It hasn’t been a year, but Springer issued its annual report, and, in my eyes anyway, Uncertainty is a hit!
From 30 June 2016 through the first two weeks of April 2017, 821 copies were sold. And more were downloaded—but I don’t know how many. Springer has a licensing deal with many major universities and institutions, which provides on-demand ebooks for members. Uncertainty is one of these books. I have had reports from a good handful of people that they have downloaded it, but that’s all I know. (I don’t get separate royalties from downloaded copies.)
Do not forget Uncertainty’s main page where posts related to the book are indexed (like with most things, I am running behind on this).
I’ve had conversations with many about various points in the book. I haven’t seen anywhere where I changed my mind. But I’ve seen many places where I could have added more explanation, spent more time editing and writing, and I have been told I need add discussions on several crucial matters. Sample size, for instance (relate it to real, not statistical, control). Factor analysis (don’t do it). And so on. Keep the questions coming and I’ll get to them—eventually.
Uncertainty’s been reviewed at The Philosopher by Thomas Scarborough. Bad news first:
I have one demurral ato make. In places, the style seems unnecessarily to get in the way of the content. In particular, outbursts such as ‘Die, p-value, die, die, die!‘ or ‘p-values, God rot them!’, while they are certainly memorable, do not seem to serve the book well as the serious academic work that it is.
I agree. The “die die die” was a joke, which is now obvious of too obscure an origin (think back to Usenet days and you’ll have it). So I wish it were gone. There are an appalling number of typos, too, which is surprising not because of me (I’m famous for them), but because the book was edited by Springer. I will correct these for any second edition.
Now for better bits.
[Uncertainty], writes the author, is not answered by grasping for equations, let alone models. It requires ‘slow, maturing thought’. It is more a matter of philosophy than of mathematics. Yet people shun the effort. Instead, they grasp at pre-packaged probability theory, which is far too easily applied without further thought. In fact, the author sketches a situation of crisis proportions. There is altogether too much that we get wrong…
The publisher describes this work as a textbook. It begins with what one might call a componential analysis of probability. It carefully examines such concepts as truth, induction, chance — and many besides. Then it applies these observations to the field of modelling. While the mathematics are complicated, this is compensated for by the authors’s gift of explanation.
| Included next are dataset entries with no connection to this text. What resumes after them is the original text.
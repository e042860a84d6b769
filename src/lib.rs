pub mod analyze;
pub mod cli;
pub mod config;
pub mod error;
pub mod fetch;
pub mod load;
pub mod models;
pub mod pipeline;
pub mod transform;
pub mod utils;

pub use error::{PipelineError, Result};
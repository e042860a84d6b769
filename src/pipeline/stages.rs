use crate::analyze::Analyzer;
use crate::config::Settings;
use crate::fetch::{AirQualityApi, Fetcher, RawWriter};
use crate::load::{BatchLoader, SinkClient};
use crate::models::LoadStatus;
use crate::pipeline::{StageReport, StageSet};
use crate::transform::Transformer;
use crate::utils::constants::STAGED_PREFIX;
use crate::utils::latest_matching;

/// Production stage set: wires the fetcher, transformer, loader and
/// analyzer to the configured directories and injected clients.
pub struct EtlStages<C, S> {
    settings: Settings,
    api: C,
    sink: S,
    fetcher: Fetcher,
    loader: BatchLoader,
}

impl<C, S> EtlStages<C, S>
where
    C: AirQualityApi + Send + Sync,
    S: SinkClient + Send + Sync,
{
    pub fn new(settings: Settings, api: C, sink: S) -> Self {
        Self {
            settings,
            api,
            sink,
            fetcher: Fetcher::new(),
            loader: BatchLoader::new(),
        }
    }

    pub fn with_fetcher(mut self, fetcher: Fetcher) -> Self {
        self.fetcher = fetcher;
        self
    }

    pub fn with_loader(mut self, loader: BatchLoader) -> Self {
        self.loader = loader;
        self
    }
}

impl<C, S> StageSet for EtlStages<C, S>
where
    C: AirQualityApi + Send + Sync,
    S: SinkClient + Send + Sync,
{
    async fn extract(&mut self) -> StageReport {
        let writer = match RawWriter::new(&self.settings.raw_dir) {
            Ok(writer) => writer,
            Err(e) => return StageReport::failed(e.to_string()),
        };

        let total = self.settings.cities.len();
        let saved = self
            .fetcher
            .extract_cities(&self.api, &self.settings.cities, &writer)
            .await;

        let diagnostics = format!("Extract complete: captured {}/{} cities", saved.len(), total);
        if saved.is_empty() {
            StageReport::failed(format!("{}; nothing to stage", diagnostics))
        } else if saved.len() < total {
            StageReport::partial(diagnostics)
        } else {
            StageReport::success(diagnostics)
        }
    }

    async fn transform(&mut self) -> StageReport {
        let transformer =
            match Transformer::new(&self.settings.raw_dir, &self.settings.staged_dir) {
                Ok(transformer) => transformer,
                Err(e) => return StageReport::failed(e.to_string()),
            };

        match transformer.transform_latest(&self.settings.cities) {
            Ok(path) => {
                StageReport::success(format!("Transform complete: staged {}", path.display()))
            }
            Err(e) => StageReport::failed(e.to_string()),
        }
    }

    async fn load(&mut self) -> StageReport {
        let staged =
            match latest_matching(&self.settings.staged_dir, STAGED_PREFIX, ".csv") {
                Ok(Some(path)) => path,
                Ok(None) => {
                    return StageReport::failed(format!(
                        "no staged dataset found in {}; run transform first",
                        self.settings.staged_dir.display()
                    ))
                }
                Err(e) => return StageReport::failed(e.to_string()),
            };

        match self.loader.load(&self.sink, &staged).await {
            Ok(outcome) => match outcome.status() {
                LoadStatus::Full => StageReport::success(outcome.summary()),
                LoadStatus::Partial => StageReport::partial(outcome.summary()),
                LoadStatus::Nothing => StageReport::failed(outcome.summary()),
            },
            Err(e) => StageReport::failed(e.to_string()),
        }
    }

    async fn analyze(&mut self) -> StageReport {
        let analyzer = match Analyzer::new(&self.settings.processed_dir) {
            Ok(analyzer) => analyzer,
            Err(e) => return StageReport::failed(e.to_string()),
        };

        match analyzer.analyze(&self.sink).await {
            Ok(kpis) => StageReport::success(format!("Analysis complete: {}", kpis.summary())),
            Err(e) => StageReport::failed(e.to_string()),
        }
    }
}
The book really brightens up when one reaches worked examples of what can and does go wrong, and how probability calculations for the self same situations may easily turn out to be quite different. The examples are generalised, too, so as to be meaningful beyond specific contexts. Some particularly illuminating sections of the book include a series of graphs and equations in which the quantification of GPAs, the probabilities of developing cancer, or how one might validate homophobia, are discussed…
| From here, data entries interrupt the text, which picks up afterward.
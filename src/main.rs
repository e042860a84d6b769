use airq_pipeline::cli::{run, Cli};
use airq_pipeline::error::Result;
use clap::Parser;

#[tokio::main]
async fn main() -> Result<()> {
    let cli = Cli::parse();
    run(cli).await
}
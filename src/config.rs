use std::env;
use std::path::{Path, PathBuf};

use validator::Validate;

use crate::error::{PipelineError, Result};
use crate::models::City;

/// Runtime settings shared by the pipeline stages.
///
/// Directory layout follows the original data lake convention:
/// `data/raw` for fetched artifacts, `data/staged` for transformed CSV
/// datasets and `data/processed` for analysis outputs.
#[derive(Debug, Clone)]
pub struct Settings {
    pub raw_dir: PathBuf,
    pub staged_dir: PathBuf,
    pub processed_dir: PathBuf,
    pub cities: Vec<City>,
}

impl Settings {
    pub fn new(data_dir: &Path) -> Result<Self> {
        Self::with_cities(data_dir, City::default_cities())
    }

    pub fn with_cities(data_dir: &Path, cities: Vec<City>) -> Result<Self> {
        for city in &cities {
            city.validate()?;
        }

        Ok(Self {
            raw_dir: data_dir.join("raw"),
            staged_dir: data_dir.join("staged"),
            processed_dir: data_dir.join("processed"),
            cities,
        })
    }
}

/// Credentials for the Supabase sink, read from the environment.
///
/// Absence of either value is a fatal configuration error, never a
/// retryable condition.
#[derive(Debug, Clone)]
pub struct SinkCredentials {
    pub url: String,
    pub key: String,
}

impl SinkCredentials {
    pub const URL_VAR: &'static str = "SUPABASE_URL";
    pub const KEY_VAR: &'static str = "SUPABASE_KEY";

    pub fn from_env() -> Result<Self> {
        let url = Self::required(Self::URL_VAR)?;
        let key = Self::required(Self::KEY_VAR)?;
        Ok(Self { url, key })
    }

    fn required(name: &str) -> Result<String> {
        match env::var(name) {
            Ok(value) if !value.trim().is_empty() => Ok(value),
            _ => Err(PipelineError::Config(format!(
                "{} is not set; add it to the environment before running",
                name
            ))),
        }
    }
}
All in all, if the author is right, then our world has strayed down a path which is dangerously simplistic — and this tendency towards simplistic thinking has much to do with how we think about uncertainty. One might go so far as to say: that we have misapplied, and continue to misapply, theory which has to do with things of critical importance, including the very future of humanity.
This Scarborough fellow is on to something. Better buy the book to discover what.
I’ll leave the last word to commenter Keith:
William Briggs’s book sounds intriguing, and an important read; there’s so much to the story of probability and chaos. Most people are familiar with the frequently recounted story involving the mathematician-cum-meteorologist Edward Lorenz, who used computer models to predict weather — and in the process serendipitously contributed to the development of chaos theory, and how scientists look at such exquisitely nonlinear systems as the weather. Back in the early Sixties, he decided to rerun one of his weather simulations. However, not thinking it mattered, Lorenz decided to begin the simulation in the middle, using numbers (for the ‘initial conditions’) from the first run. Much to his astonishment, the new virtual weather pattern, which he expected to follow the first run of the model, dramatically deviated from it. What he subsequently realized is that whereas the computer had stored in its memory the first run’s results to six decimal places, the printout, from which he reentered the numbers, had truncated the numbers to just three decimal places, to save space. As for predictions, modeling, nonlinearity, probability, initial conditions, uncertainty, controls, chaos, and outcomes, the rest is history. I look forward to reading this book.